To TCTMD, Rodriguez there might be a sense of complacency among physicians, even among cardiologists, when treating patients with existing atherosclerotic cardiovascular disease. “The patient might be on a moderate-intensity statin and their LDL cholesterol is OK, so they’ll probably just leave it as it is,” she said. “But now this is compelling data that suggests we really should push high-intensity statins in these patients. One thing we also document in this study, and there are other papers showing it, too, but the use of high-intensity statins is quite low in this population.”

Just 29.6% of patients included in the analysis were taking a high-intensity statin while 45.6% were taking a moderate-intensity statin. In addition, 6.7% were being treated with a low-intensity statin and 18.2% were not taking statin therapy at all.
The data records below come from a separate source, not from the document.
use std::path::PathBuf;
use std::sync::Arc;
use std::time::Instant;

use chrono::Utc;
use log::{error, info, warn};

use super::pipeline_model::{DatasetOutcome, RunOptions, RunOutcome, StageFailure};
use super::source::SourceAdapter;
use crate::cleaner::{clean, export_cleaned};
use crate::config::PipelineConfig;
use crate::constants::ERROR_MESSAGE_SEPARATOR;
use crate::errors::{Error, ReportError, Result};
use crate::records::{Dataset, DatasetKind, FetchTimestamp, RecordFilter};
use crate::reporting::{render, summarize, ReportArtifacts, ReportOptions, ReportSection, RunMeta};
use crate::runs::{RunCounts, RunStatus};
use crate::store::PipelineStore;

use tickerwire_market_data::FetchOutcome;

/// Runs the pipeline against a store and a source adapter.
pub struct PipelineService {
    store: Arc<dyn PipelineStore>,
    source: Arc<dyn SourceAdapter>,
    processed_data_path: PathBuf,
    reports_path: PathBuf,
    report_options: ReportOptions,
}

/// Per-dataset working state.
struct DatasetState {
    outcome: DatasetOutcome,
    raw: Option<FetchOutcome>,
    cleaned: Option<Dataset>,
}

/// Mutable state of the run being executed.
struct RunContext {
    run_id: String,
    status: RunStatus,
    fetch_timestamp: FetchTimestamp,
    datasets: Vec<DatasetState>,
    /// Messages destined for the ledger's `error_message`
    issues: Vec<String>,
    /// A non-fatal stage (report, export) lost an artifact
    degraded: bool,
    /// The run itself broke (ledger update failed)
    aborted: bool,
    artifacts: ReportArtifacts,
}

impl RunContext {
    fn fail_dataset(&mut self, index: usize, stage: RunStatus, message: String) {
        let kind = self.datasets[index].outcome.kind;
        let message = format!("{}/{}: {}", stage_label(stage), kind, message);
        error!("run={} {}", self.run_id, message);
        self.issues.push(message.clone());
        let state = &mut self.datasets[index];
        state.outcome.failure = Some(StageFailure { stage, message });
        state.raw = None;
        state.cleaned = None;
    }

    fn degrade(&mut self, stage: RunStatus, kind: Option<DatasetKind>, message: String) {
        let message = match kind {
            Some(kind) => format!("{}/{}: {}", stage_label(stage), kind, message),
            None => format!("{}: {}", stage_label(stage), message),
        };
        warn!("run={} {}", self.run_id, message);
        self.issues.push(message);
        self.degraded = true;
    }

    /// Routes a stage error by its class: fatal errors fail the dataset, reporting
    /// errors only degrade the run.
    fn handle_error(&mut self, index: usize, stage: RunStatus, err: Error) {
        if err.is_fatal() {
            self.fail_dataset(index, stage, err.to_string());
        } else {
            let kind = self.datasets[index].outcome.kind;
            self.degrade(stage, Some(kind), err.to_string());
        }
    }

    fn has_live_dataset(&self) -> bool {
        self.datasets.iter().any(|d| !d.outcome.is_failed())
    }

    fn final_status(&self) -> RunStatus {
        let mut status = RunStatus::Succeeded;
        if self.degraded {
            status = status.worst(RunStatus::PartialFailure);
        }
        if self.aborted {
            status = status.worst(RunStatus::Failed);
        }
        self.datasets
            .iter()
            .filter(|d| d.outcome.is_failed())
            .fold(status, |acc, _| acc.worst(RunStatus::Failed))
    }

    fn counts(&self) -> RunCounts {
        let stored = |kind: DatasetKind| {
            self.datasets
                .iter()
                .find(|d| d.outcome.kind == kind)
                .map(|d| d.outcome.stored as i64)
                .unwrap_or(0)
        };
        RunCounts {
            market: stored(DatasetKind::Market),
            news: stored(DatasetKind::News),
        }
    }

    fn error_message(&self) -> Option<String> {
        if self.issues.is_empty() {
            None
        } else {
            Some(self.issues.join(ERROR_MESSAGE_SEPARATOR))
        }
    }
}

fn stage_label(status: RunStatus) -> String {
    status.as_str().to_ascii_lowercase()
}

impl PipelineService {
    pub fn new(
        store: Arc<dyn PipelineStore>,
        source: Arc<dyn SourceAdapter>,
        config: &PipelineConfig,
    ) -> Self {
        Self {
            store,
            source,
            processed_data_path: config.processed_data_path.clone(),
            reports_path: config.reports_path.clone(),
            report_options: config.report_options(),
        }
    }

    /// Executes one run and finalizes its ledger row.
    ///
    /// Stage failures are reported through the run's status and error message.
    /// `Err` is returned only when the ledger itself cannot be written, in which
    /// case the run row may be left non-terminal.
    pub async fn run(&self, options: RunOptions) -> Result<RunOutcome> {
        let started = Instant::now();
        let fetch_timestamp = FetchTimestamp::new(options.fetch_timestamp.unwrap_or_else(Utc::now));

        let run = self.store.record_run_start().await?;
        info!(
            "run={} Pipeline run started, fetch timestamp {}",
            run.run_id, fetch_timestamp
        );
        for kind in &options.skip {
            info!("run={} Skipping {} dataset", run.run_id, kind);
        }

        let mut ctx = RunContext {
            run_id: run.run_id.clone(),
            status: run.status,
            fetch_timestamp,
            datasets: DatasetKind::ALL
                .iter()
                .filter(|kind| options.includes(**kind))
                .map(|kind| DatasetState {
                    outcome: DatasetOutcome::new(*kind),
                    raw: None,
                    cleaned: None,
                })
                .collect(),
            issues: Vec::new(),
            degraded: false,
            aborted: false,
            artifacts: ReportArtifacts::default(),
        };

        if let Err(e) = self.execute(&mut ctx).await {
            let message = format!("{}: {}", stage_label(ctx.status), e);
            error!("run={} Run aborted: {}", ctx.run_id, message);
            ctx.issues.push(message);
            ctx.aborted = true;
        }

        let status = ctx.final_status();
        let run = self
            .store
            .record_run_end(&ctx.run_id, status, ctx.counts(), ctx.error_message())
            .await?;

        let stats = self.store.stats().unwrap_or_else(|e| {
            warn!("run={} Could not read store stats: {}", run.run_id, e);
            Default::default()
        });

        let duration = started.elapsed();
        info!(
            "run={} Pipeline run finished with {} in {:.2}s (market={}, news={})",
            run.run_id,
            run.status,
            duration.as_secs_f64(),
            run.market_records_processed,
            run.news_records_processed
        );

        Ok(RunOutcome {
            run,
            fetch_timestamp,
            datasets: ctx.datasets.into_iter().map(|d| d.outcome).collect(),
            artifacts: ctx.artifacts,
            stats,
            duration,
        })
    }

    async fn execute(&self, ctx: &mut RunContext) -> Result<()> {
        self.advance(ctx, RunStatus::Fetching).await?;
        self.fetch_stage(ctx).await;

        self.advance(ctx, RunStatus::Cleaning).await?;
        self.clean_stage(ctx);

        if !ctx.has_live_dataset() {
            warn!("run={} Every dataset failed before storing", ctx.run_id);
            return Ok(());
        }

        self.advance(ctx, RunStatus::Storing).await?;
        self.store_stage(ctx).await;

        if !ctx.has_live_dataset() {
            warn!("run={} Nothing was stored; skipping report", ctx.run_id);
            return Ok(());
        }

        self.advance(ctx, RunStatus::Reporting).await?;
        self.report_stage(ctx);
        Ok(())
    }

    async fn advance(&self, ctx: &mut RunContext, status: RunStatus) -> Result<()> {
        ctx.status.transition(status)?;
        self.store.record_run_progress(&ctx.run_id, status).await?;
        ctx.status = status;
        info!("run={} Stage {}", ctx.run_id, status);
        Ok(())
    }

    async fn fetch_stage(&self, ctx: &mut RunContext) {
        for index in 0..ctx.datasets.len() {
            let kind = ctx.datasets[index].outcome.kind;
            match self
                .source
                .fetch(kind, ctx.fetch_timestamp.as_datetime())
                .await
            {
                Ok(raw) => {
                    info!(
                        "run={} Fetched {} {} rows{}",
                        ctx.run_id,
                        raw.row_count(),
                        kind,
                        if raw.used_fallback { " (fallback)" } else { "" }
                    );
                    let state = &mut ctx.datasets[index];
                    state.outcome.fetched = raw.row_count();
                    state.outcome.used_fallback = raw.used_fallback;
                    state.outcome.data_source = Some(raw.data_source.clone());
                    state.outcome.snapshot_path = raw.snapshot_path.clone();
                    state.raw = Some(raw);
                }
                Err(e) => ctx.handle_error(index, RunStatus::Fetching, e),
            }
        }
    }

    fn clean_stage(&self, ctx: &mut RunContext) {
        for index in 0..ctx.datasets.len() {
            let Some(raw) = ctx.datasets[index].raw.take() else {
                continue;
            };
            let kind = raw.kind;

            let (dataset, report) =
                match clean(&raw.payload, kind, ctx.fetch_timestamp, &raw.data_source) {
                    Ok(cleaned) => cleaned,
                    Err(e) => {
                        ctx.handle_error(index, RunStatus::Cleaning, e);
                        continue;
                    }
                };
            info!(
                "run={} Cleaned {}: {} kept, {} dropped ({} duplicates, {} invalid)",
                ctx.run_id,
                kind,
                dataset.len(),
                report.dropped(),
                report.duplicates_removed,
                report.invalid_dropped
            );

            match export_cleaned(&self.processed_data_path, &dataset, ctx.fetch_timestamp) {
                Ok(path) => ctx.datasets[index].outcome.export_path = Some(path),
                Err(e) => ctx.handle_error(index, RunStatus::Cleaning, e.into()),
            }

            let state = &mut ctx.datasets[index];
            state.outcome.cleaned = dataset.len();
            state.outcome.dropped = report.dropped();
            state.cleaned = Some(dataset);
        }
    }

    async fn store_stage(&self, ctx: &mut RunContext) {
        for index in 0..ctx.datasets.len() {
            let Some(dataset) = ctx.datasets[index].cleaned.take() else {
                continue;
            };
            match self.store.upsert(&dataset).await {
                Ok(stored) => {
                    info!("run={} Stored {} {} records", ctx.run_id, stored, dataset.kind());
                    ctx.datasets[index].outcome.stored = stored;
                }
                Err(e) => ctx.handle_error(index, RunStatus::Storing, e),
            }
        }
    }

    fn report_stage(&self, ctx: &mut RunContext) {
        let filter = RecordFilter::at(ctx.fetch_timestamp);
        let stored_kinds: Vec<DatasetKind> = ctx
            .datasets
            .iter()
            .filter(|d| !d.outcome.is_failed())
            .map(|d| d.outcome.kind)
            .collect();

        let mut sections = Vec::new();
        for kind in stored_kinds {
            match self.store.query(kind, &filter, None) {
                Ok(dataset) => sections.push(ReportSection {
                    summary: summarize(&dataset, &self.report_options),
                    dataset,
                }),
                Err(e) => {
                    let err = Error::from(ReportError::ReadBack {
                        kind: kind.to_string(),
                        message: e.to_string(),
                    });
                    ctx.degrade(RunStatus::Reporting, Some(kind), err.to_string());
                }
            }
        }

        let meta = RunMeta {
            run_id: ctx.run_id.clone(),
            fetch_timestamp: ctx.fetch_timestamp,
            generated_at: Utc::now(),
        };
        match render(&self.reports_path, &sections, &meta) {
            Ok(artifacts) => ctx.artifacts = artifacts,
            Err(e) => ctx.degrade(RunStatus::Reporting, None, Error::from(e).to_string()),
        }
    }
}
Benefit Observed in Older Patients   

Among individuals aged 76 to 84 years, a group in whom the 2013 ACC/AHA cholesterol guidelines recommend moderate-intensity statins, there was a 9% reduction in the risk of death at 1 year among the high-intensity statin users compared with those taking a moderate-intensity statin. Rodriguez said that with an older population, physicians may worry about polypharmacy and their ability to metabolize medications.

“We completely understand that concern, but some of those patients are the ones at highest risk and it would make sense to treat them aggressively to prevent an event, especially given our data,” she said.

In an editor’s note, Robert Bonow, MD, and Clyde Yancy, MD (Northwestern Medical, Chicago, IL), point out that the evidence base for high-intensity statin therapy in those 75 years and older is small—such patients are not enrolled frequently in clinical trials—and for that reason the ACC/AHA guidelines recommend only-moderate intensity statins for secondary prevention. The finding of equivalent benefit in the older cohort, with no excessive risks, should lead to more randomized controlled trials in these older patients, they state.

“Clearly the prescription of statin therapy and its intensity remains highly individualized, but we find these findings confirmatory that high-intensity statin therapy when appropriate is beneficial for secondary prevention, and these benefits are seen even in older persons,” write the editors. “These data, along with close adherence to the prevailing guidelines, offer effective strategies to reduce death and disability owing to death and disability from [atherosclerotic cardiovascular disease].”

Sources
  • Rodriguez F, Maron DJ, Knowles JW, et al. Association between intensity of statin therapy and mortality in patients with atherosclerotic cardiovascular disease. JAMA Cardiology. 2016;Epub ahead of print.

  • Bonow RO, Yancy CW. High-intensity statins for secondary prevention. JAMA Cardiology. 2016;Epub ahead of print.

Disclosures
  • Rodriguez and colleagues report no conflicts of interest.
  • Bonow and Yancy report no conflicts of interest.